§ **DATA UNDER STUDY**
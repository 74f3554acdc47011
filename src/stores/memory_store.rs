use std::collections::HashSet;

use crate::error::{EtlError, Result};
use crate::models::{Coordinate, CoordinateKey, Zone};

use super::ZoneStore;

/// Zone registry held in memory, used for dry runs and tests
#[derive(Debug, Default)]
pub struct InMemoryZoneStore {
    zones: Vec<Zone>,
    insert_batches: Vec<usize>,
    offline: bool,
}

impl InMemoryZoneStore {
    pub fn new() -> Self {
        Self::default()
    }

    pub fn with_zones(zones: Vec<Zone>) -> Self {
        Self {
            zones,
            ..Self::default()
        }
    }

    /// A store whose probe and queries fail, standing in for an unreachable database
    pub fn offline() -> Self {
        Self {
            offline: true,
            ..Self::default()
        }
    }

    pub fn zones(&self) -> &[Zone] {
        &self.zones
    }

    /// Sizes of every non-empty insert, in call order
    pub fn insert_batches(&self) -> &[usize] {
        &self.insert_batches
    }

    fn ensure_online(&self) -> Result<()> {
        if self.offline {
            return Err(EtlError::Connectivity {
                target: "in-memory zone store".to_string(),
                message: "store is offline".to_string(),
            });
        }
        Ok(())
    }
}

impl ZoneStore for InMemoryZoneStore {
    fn probe(&self) -> Result<()> {
        self.ensure_online()
    }

    fn find_zones(&self, candidates: &HashSet<CoordinateKey>) -> Result<Vec<Zone>> {
        self.ensure_online()?;
        Ok(self
            .zones
            .iter()
            .filter(|zone| candidates.contains(&zone.key()))
            .cloned()
            .collect())
    }

    fn insert_zones(&mut self, coordinates: &[Coordinate]) -> Result<Vec<Zone>> {
        self.ensure_online()?;
        if coordinates.is_empty() {
            return Ok(Vec::new());
        }

        let mut next_id = self.zones.iter().map(|z| z.id).max().map_or(1, |id| id + 1);
        let created: Vec<Zone> = coordinates
            .iter()
            .map(|&coordinate| {
                let zone = Zone::new(next_id, coordinate);
                next_id += 1;
                zone
            })
            .collect();

        self.zones.extend(created.iter().cloned());
        self.insert_batches.push(created.len());
        Ok(created)
    }
}
use std::collections::HashSet;

use super::coordinate::{Coordinate, CoordinateKey};

/// Latitude and longitude series whose cross product is the sampled grid
///
/// Both series run from their max bound down towards (but excluding) the min bound.
#[derive(Debug, Clone, PartialEq)]
pub struct Mesh {
    pub latitudes: Vec<f64>,
    pub longitudes: Vec<f64>,
    pub grid_size: f64,
}

impl Mesh {
    pub fn new(latitudes: Vec<f64>, longitudes: Vec<f64>, grid_size: f64) -> Self {
        Self {
            latitudes,
            longitudes,
            grid_size,
        }
    }

    /// Number of grid points (|lat| x |lon|)
    pub fn len(&self) -> usize {
        self.latitudes.len() * self.longitudes.len()
    }

    pub fn is_empty(&self) -> bool {
        self.len() == 0
    }

    /// Grid points, latitude outer and longitude inner
    pub fn points(&self) -> impl Iterator<Item = Coordinate> + '_ {
        self.latitudes.iter().flat_map(move |&lat| {
            self.longitudes
                .iter()
                .map(move |&lon| Coordinate::new(lat, lon))
        })
    }

    pub fn candidate_keys(&self) -> HashSet<CoordinateKey> {
        self.points().map(|p| p.key()).collect()
    }
}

§ **WHAT YOU WILL DO**
Your reply must consist of the number of lines in the material above that include "derive", and nothing else.

§ **ANSWER SPACE**
2